Count how many lines of the material below have the word "them" and give only the number.

-- -- --

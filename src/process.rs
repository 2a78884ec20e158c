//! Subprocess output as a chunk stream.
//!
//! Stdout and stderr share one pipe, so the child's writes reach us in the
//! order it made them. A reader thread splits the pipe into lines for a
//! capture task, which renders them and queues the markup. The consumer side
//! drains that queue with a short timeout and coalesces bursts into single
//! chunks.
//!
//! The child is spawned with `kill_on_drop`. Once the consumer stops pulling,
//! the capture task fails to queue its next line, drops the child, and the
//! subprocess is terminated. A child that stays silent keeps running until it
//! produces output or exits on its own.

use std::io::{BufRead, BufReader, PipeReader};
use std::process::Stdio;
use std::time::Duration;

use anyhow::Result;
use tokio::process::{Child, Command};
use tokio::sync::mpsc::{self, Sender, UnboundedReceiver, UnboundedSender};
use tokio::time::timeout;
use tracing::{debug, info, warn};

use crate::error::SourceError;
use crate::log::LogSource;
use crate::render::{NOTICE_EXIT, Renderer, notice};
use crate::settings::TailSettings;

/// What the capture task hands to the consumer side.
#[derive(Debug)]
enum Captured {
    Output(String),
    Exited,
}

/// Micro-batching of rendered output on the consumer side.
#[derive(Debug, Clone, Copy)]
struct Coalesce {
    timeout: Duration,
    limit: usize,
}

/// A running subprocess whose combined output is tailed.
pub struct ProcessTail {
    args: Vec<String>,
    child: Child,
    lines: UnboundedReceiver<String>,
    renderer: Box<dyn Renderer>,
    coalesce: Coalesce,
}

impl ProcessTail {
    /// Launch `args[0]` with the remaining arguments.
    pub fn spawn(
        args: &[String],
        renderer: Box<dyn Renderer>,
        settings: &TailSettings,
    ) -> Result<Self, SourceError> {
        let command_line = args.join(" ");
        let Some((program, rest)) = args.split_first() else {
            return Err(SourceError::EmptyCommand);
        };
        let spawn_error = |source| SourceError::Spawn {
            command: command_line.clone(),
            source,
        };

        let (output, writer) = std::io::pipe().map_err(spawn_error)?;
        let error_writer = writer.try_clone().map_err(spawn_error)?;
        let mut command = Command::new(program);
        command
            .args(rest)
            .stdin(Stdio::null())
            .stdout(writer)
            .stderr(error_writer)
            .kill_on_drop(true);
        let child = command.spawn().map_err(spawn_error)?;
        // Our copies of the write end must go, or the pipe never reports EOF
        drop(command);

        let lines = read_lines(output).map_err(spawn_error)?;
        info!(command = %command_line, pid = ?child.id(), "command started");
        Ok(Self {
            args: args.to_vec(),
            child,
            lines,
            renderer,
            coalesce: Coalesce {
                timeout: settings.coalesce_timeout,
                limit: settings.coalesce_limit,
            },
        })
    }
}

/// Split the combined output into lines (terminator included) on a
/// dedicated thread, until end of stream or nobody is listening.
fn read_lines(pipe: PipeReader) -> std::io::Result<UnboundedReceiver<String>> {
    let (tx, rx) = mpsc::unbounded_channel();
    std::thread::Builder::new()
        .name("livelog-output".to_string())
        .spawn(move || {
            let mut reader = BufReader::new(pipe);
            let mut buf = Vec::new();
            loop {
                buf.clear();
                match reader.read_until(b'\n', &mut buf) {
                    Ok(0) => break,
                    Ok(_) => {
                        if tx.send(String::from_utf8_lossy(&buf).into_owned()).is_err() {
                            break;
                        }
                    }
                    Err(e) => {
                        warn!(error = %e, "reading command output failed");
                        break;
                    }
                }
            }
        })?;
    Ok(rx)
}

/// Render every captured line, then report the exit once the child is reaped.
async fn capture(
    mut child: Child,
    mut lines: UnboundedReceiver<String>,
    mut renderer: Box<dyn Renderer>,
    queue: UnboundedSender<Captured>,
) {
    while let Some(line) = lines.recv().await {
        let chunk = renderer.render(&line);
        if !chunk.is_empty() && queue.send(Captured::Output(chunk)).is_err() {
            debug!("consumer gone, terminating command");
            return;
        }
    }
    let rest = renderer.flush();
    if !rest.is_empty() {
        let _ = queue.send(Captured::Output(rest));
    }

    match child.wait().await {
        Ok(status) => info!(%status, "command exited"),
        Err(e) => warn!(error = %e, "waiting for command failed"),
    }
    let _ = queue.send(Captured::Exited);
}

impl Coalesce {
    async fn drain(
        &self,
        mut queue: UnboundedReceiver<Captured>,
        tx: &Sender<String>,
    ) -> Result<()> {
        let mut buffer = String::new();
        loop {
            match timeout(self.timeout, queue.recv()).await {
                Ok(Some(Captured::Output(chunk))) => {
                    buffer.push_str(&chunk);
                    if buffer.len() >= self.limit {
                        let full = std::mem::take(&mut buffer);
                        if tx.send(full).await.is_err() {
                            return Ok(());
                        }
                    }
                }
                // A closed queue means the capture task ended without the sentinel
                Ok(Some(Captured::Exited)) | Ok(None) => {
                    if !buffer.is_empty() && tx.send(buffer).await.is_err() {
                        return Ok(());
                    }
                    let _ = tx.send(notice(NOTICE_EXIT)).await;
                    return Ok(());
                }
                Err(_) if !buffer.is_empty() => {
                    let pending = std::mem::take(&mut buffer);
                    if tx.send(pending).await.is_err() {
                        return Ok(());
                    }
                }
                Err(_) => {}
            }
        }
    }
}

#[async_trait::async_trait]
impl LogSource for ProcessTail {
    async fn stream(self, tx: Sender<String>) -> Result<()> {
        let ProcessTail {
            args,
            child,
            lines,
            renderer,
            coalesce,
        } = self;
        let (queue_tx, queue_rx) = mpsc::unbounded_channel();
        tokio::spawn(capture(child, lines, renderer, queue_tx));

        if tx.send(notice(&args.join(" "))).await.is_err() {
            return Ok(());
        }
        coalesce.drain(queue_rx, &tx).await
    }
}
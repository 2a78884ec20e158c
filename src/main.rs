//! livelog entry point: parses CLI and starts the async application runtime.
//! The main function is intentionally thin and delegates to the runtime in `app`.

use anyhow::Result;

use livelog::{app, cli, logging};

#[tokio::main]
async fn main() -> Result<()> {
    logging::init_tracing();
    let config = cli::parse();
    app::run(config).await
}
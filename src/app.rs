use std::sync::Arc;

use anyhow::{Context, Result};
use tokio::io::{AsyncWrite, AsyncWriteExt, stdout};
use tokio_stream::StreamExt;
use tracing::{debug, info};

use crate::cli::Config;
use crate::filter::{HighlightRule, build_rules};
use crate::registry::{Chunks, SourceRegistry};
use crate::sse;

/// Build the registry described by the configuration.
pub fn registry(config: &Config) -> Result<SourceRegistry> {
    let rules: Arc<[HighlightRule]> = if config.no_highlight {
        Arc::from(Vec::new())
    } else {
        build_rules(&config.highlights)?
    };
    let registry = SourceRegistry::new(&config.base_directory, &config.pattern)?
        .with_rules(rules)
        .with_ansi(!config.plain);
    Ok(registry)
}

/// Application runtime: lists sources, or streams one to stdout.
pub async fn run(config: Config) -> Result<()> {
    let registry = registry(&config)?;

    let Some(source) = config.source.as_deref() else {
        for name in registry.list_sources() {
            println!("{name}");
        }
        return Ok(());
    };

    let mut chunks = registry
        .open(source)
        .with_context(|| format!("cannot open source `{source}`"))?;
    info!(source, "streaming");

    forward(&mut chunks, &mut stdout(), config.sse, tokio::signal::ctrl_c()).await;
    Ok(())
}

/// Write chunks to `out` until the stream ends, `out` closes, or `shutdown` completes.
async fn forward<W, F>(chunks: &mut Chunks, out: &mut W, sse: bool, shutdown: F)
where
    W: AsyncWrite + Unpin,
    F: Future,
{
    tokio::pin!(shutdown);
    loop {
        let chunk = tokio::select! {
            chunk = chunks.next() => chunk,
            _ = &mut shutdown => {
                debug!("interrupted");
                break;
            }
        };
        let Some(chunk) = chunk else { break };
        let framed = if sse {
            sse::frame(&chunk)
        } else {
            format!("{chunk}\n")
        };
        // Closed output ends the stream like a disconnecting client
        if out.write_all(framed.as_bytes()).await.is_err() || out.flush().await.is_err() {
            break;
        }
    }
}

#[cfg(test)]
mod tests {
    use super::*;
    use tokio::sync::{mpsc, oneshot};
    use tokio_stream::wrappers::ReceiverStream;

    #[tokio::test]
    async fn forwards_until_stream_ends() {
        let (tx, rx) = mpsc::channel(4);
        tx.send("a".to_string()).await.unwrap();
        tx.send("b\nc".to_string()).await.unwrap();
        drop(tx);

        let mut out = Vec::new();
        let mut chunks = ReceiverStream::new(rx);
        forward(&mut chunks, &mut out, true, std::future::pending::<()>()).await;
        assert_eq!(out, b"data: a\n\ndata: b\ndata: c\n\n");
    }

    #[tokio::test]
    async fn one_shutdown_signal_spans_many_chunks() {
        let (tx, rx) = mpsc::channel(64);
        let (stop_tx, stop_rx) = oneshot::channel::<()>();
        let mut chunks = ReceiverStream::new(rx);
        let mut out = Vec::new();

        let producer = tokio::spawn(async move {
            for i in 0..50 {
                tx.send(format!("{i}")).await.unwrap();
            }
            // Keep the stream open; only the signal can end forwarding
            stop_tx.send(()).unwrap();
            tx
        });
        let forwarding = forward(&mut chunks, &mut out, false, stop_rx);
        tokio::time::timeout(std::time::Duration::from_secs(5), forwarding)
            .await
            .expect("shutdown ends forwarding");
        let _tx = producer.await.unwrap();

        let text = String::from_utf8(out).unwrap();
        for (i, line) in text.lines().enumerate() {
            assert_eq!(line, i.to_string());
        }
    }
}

-- -- --

◆ **OUTPUT OF THE TASK**:
2